Most Social Security disability claims are initially processed through a network of local SSA field offices and state agencies, usually called Disability Determination Services (DDSs). DDSs, which are fully funded by the federal government, are responsible for developing and evaluating medical evidence and making the initial disability determination.
SSA field office staff are responsible for verifying nonmedical eligibility requirements. If the nonmedical eligibility requirements are met, the field office then sends the case to the DDS for evaluation of disability. The DDS first attempts to obtain medical records from the claimant’s medical sources. If that evidence is unavailable or insufficient to make a determination, the DDS will arrange for a consultative examination to obtain the additional information needed. This information is preferred to be from the claimant’s treating source, but the DDS may also obtain it from an independent source.

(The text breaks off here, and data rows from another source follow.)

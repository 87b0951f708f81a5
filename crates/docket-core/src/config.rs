//! Configuration for docket.
//!
//! Settings live in a TOML file at `~/.config/docket/config.toml` and are
//! resolved with the chain: env var > config file > default.

use std::path::{Path, PathBuf};

use anyhow::{Context, Result, bail};
use serde::{Deserialize, Serialize};

use crate::metadata::DEFAULT_NAMESPACE;
use crate::plan::store::{DEFAULT_OBJECTIVE_LABEL, DEFAULT_PLAN_LABEL};
use crate::tracker::RepoLocation;

pub const NAMESPACE_ENV: &str = "DOCKET_NAMESPACE";
pub const PLAN_LABEL_ENV: &str = "DOCKET_PLAN_LABEL";
pub const OBJECTIVE_LABEL_ENV: &str = "DOCKET_OBJECTIVE_LABEL";
pub const REPO_ENV: &str = "DOCKET_REPO";
pub const EVENTS_DIR_ENV: &str = "DOCKET_EVENTS_DIR";

// -----------------------------------------------------------------------
// Config file types
// -----------------------------------------------------------------------

#[derive(Debug, Default, Clone, PartialEq, Eq, Serialize, Deserialize)]
pub struct ConfigFile {
    #[serde(default)]
    pub tracker: TrackerSection,
    #[serde(default)]
    pub events: EventsSection,
}

#[derive(Debug, Default, Clone, PartialEq, Eq, Serialize, Deserialize)]
pub struct TrackerSection {
    /// `owner/name` of the repository holding plan issues.
    #[serde(default, skip_serializing_if = "Option::is_none")]
    pub repo: Option<String>,
    /// Marker namespace, e.g. `docket` in `<!-- docket:metadata-block:... -->`.
    #[serde(default, skip_serializing_if = "Option::is_none")]
    pub namespace: Option<String>,
    #[serde(default, skip_serializing_if = "Option::is_none")]
    pub plan_label: Option<String>,
    #[serde(default, skip_serializing_if = "Option::is_none")]
    pub objective_label: Option<String>,
}

#[derive(Debug, Default, Clone, PartialEq, Eq, Serialize, Deserialize)]
pub struct EventsSection {
    #[serde(default, skip_serializing_if = "Option::is_none")]
    pub dir: Option<PathBuf>,
}

// -----------------------------------------------------------------------
// Paths
// -----------------------------------------------------------------------

/// Return the docket config directory.
///
/// Always uses XDG layout: `$XDG_CONFIG_HOME/docket` or `~/.config/docket`,
/// never the platform-specific `dirs::config_dir()`.
pub fn config_dir() -> PathBuf {
    if let Ok(xdg) = std::env::var("XDG_CONFIG_HOME") {
        return PathBuf::from(xdg).join("docket");
    }
    dirs::home_dir()
        .unwrap_or_else(|| PathBuf::from("."))
        .join(".config")
        .join("docket")
}

/// Return the path to the docket config file.
pub fn config_path() -> PathBuf {
    config_dir().join("config.toml")
}

/// Default JSONL event log directory: `$XDG_DATA_HOME/docket/events` or
/// `~/.local/share/docket/events`.
fn default_events_dir(env: &impl Fn(&str) -> Option<String>) -> PathBuf {
    let base = match env("XDG_DATA_HOME") {
        Some(xdg) => PathBuf::from(xdg),
        None => dirs::home_dir()
            .unwrap_or_else(|| PathBuf::from("."))
            .join(".local")
            .join("share"),
    };
    base.join("docket").join("events")
}

// -----------------------------------------------------------------------
// Read / write
// -----------------------------------------------------------------------

/// Load and parse a config file.
pub fn load_config_file(path: &Path) -> Result<ConfigFile> {
    let contents = std::fs::read_to_string(path)
        .with_context(|| format!("failed to read config file at {}", path.display()))?;
    let config: ConfigFile = toml::from_str(&contents)
        .with_context(|| format!("failed to parse config file at {}", path.display()))?;
    Ok(config)
}

/// Serialize and write a config file, creating parent dirs as needed.
pub fn save_config_file(path: &Path, config: &ConfigFile) -> Result<()> {
    if let Some(dir) = path.parent() {
        std::fs::create_dir_all(dir)
            .with_context(|| format!("failed to create config directory {}", dir.display()))?;
    }
    let contents = toml::to_string_pretty(config).context("failed to serialize config")?;
    std::fs::write(path, contents)
        .with_context(|| format!("failed to write config file at {}", path.display()))?;
    Ok(())
}

// -----------------------------------------------------------------------
// Resolved config
// -----------------------------------------------------------------------

/// Fully resolved configuration, ready for use.
#[derive(Debug, Clone, PartialEq, Eq)]
pub struct DocketConfig {
    pub namespace: String,
    pub plan_label: String,
    pub objective_label: String,
    pub repo: Option<RepoLocation>,
    pub events_dir: PathBuf,
}

impl Default for DocketConfig {
    fn default() -> Self {
        Self {
            namespace: DEFAULT_NAMESPACE.to_owned(),
            plan_label: DEFAULT_PLAN_LABEL.to_owned(),
            objective_label: DEFAULT_OBJECTIVE_LABEL.to_owned(),
            repo: None,
            events_dir: default_events_dir(&|key: &str| std::env::var(key).ok()),
        }
    }
}

impl DocketConfig {
    /// Resolve from the process environment and the config file at
    /// [`config_path`]. A missing file is not an error; an unreadable or
    /// malformed one is.
    pub fn resolve() -> Result<Self> {
        let path = config_path();
        let file = if path.exists() {
            Some(load_config_file(&path)?)
        } else {
            None
        };
        Self::resolve_with(|key| std::env::var(key).ok(), file.as_ref())
    }

    /// Resolve using the chain: `env` > `file` > default.
    pub fn resolve_with(
        env: impl Fn(&str) -> Option<String>,
        file: Option<&ConfigFile>,
    ) -> Result<Self> {
        let tracker = file.map(|f| &f.tracker);
        let pick = |var: &str, from_file: Option<&String>, default: &str| -> String {
            env(var)
                .filter(|v| !v.trim().is_empty())
                .or_else(|| from_file.cloned())
                .unwrap_or_else(|| default.to_owned())
        };

        let namespace = pick(
            NAMESPACE_ENV,
            tracker.and_then(|t| t.namespace.as_ref()),
            DEFAULT_NAMESPACE,
        );
        if !is_valid_namespace(&namespace) {
            bail!(
                "invalid marker namespace {namespace:?}: use lowercase letters, digits, '-' or '_'"
            );
        }

        let plan_label = pick(
            PLAN_LABEL_ENV,
            tracker.and_then(|t| t.plan_label.as_ref()),
            DEFAULT_PLAN_LABEL,
        );
        let objective_label = pick(
            OBJECTIVE_LABEL_ENV,
            tracker.and_then(|t| t.objective_label.as_ref()),
            DEFAULT_OBJECTIVE_LABEL,
        );

        let repo = if let Some(raw) = env(REPO_ENV) {
            Some(
                raw.parse::<RepoLocation>()
                    .with_context(|| format!("{REPO_ENV} env var is not owner/name"))?,
            )
        } else if let Some(raw) = tracker.and_then(|t| t.repo.as_ref()) {
            Some(
                raw.parse::<RepoLocation>()
                    .context("invalid tracker.repo in config file")?,
            )
        } else {
            None
        };

        let events_dir = if let Some(dir) = env(EVENTS_DIR_ENV) {
            PathBuf::from(dir)
        } else if let Some(dir) = file.and_then(|f| f.events.dir.clone()) {
            dir
        } else {
            default_events_dir(&env)
        };

        Ok(Self {
            namespace,
            plan_label,
            objective_label,
            repo,
            events_dir,
        })
    }
}

fn is_valid_namespace(namespace: &str) -> bool {
    !namespace.is_empty()
        && namespace
            .chars()
            .all(|c| c.is_ascii_lowercase() || c.is_ascii_digit() || c == '-' || c == '_')
}

// -----------------------------------------------------------------------
// Tests
// -----------------------------------------------------------------------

Based on all the medical and other information, the DDS staff make the initial disability determination. Determinations are most often made by an adjudicative team composed of a medical consultant (e.g., a licensed physician) and a disability examiner. Reasonable efforts must be made to ensure that an appropriate specialist evaluates cases involving mental disorders or those involving children.
After the initial decision, applicants have the opportunity to appeal the determination, following an administrative process that is the same for adult and child claims. There are four levels of appeal: reconsideration, administrative hearing by an administrative law judge (ALJ), review by the appeals council, and federal court review. If the claimant disagrees with the initial disability decision, he may request a reconsideration. A different adjudicative team in the DDS then reviews the initial decision.
If the claimant disagrees with the reconsideration decision, he may ask for a hearing before an ALJ. A claimant may appear before the ALJ in person with an attorney or other representative. The ALJ may ask for testimony from a “medical expert,” although usually the decision is usually based on the claimant’s RFC rather than the Listings. The ALJ may reverse the denial (thus allowing the claim), affirm the denial, or remand the case to the DDS for further development.
If the claimant disagrees with the hearing decision, he may ask for a review by the SSA’s appeals council. If the claimant disagrees with the appeals council’s decision, the claimant may file a civil lawsuit in a federal court.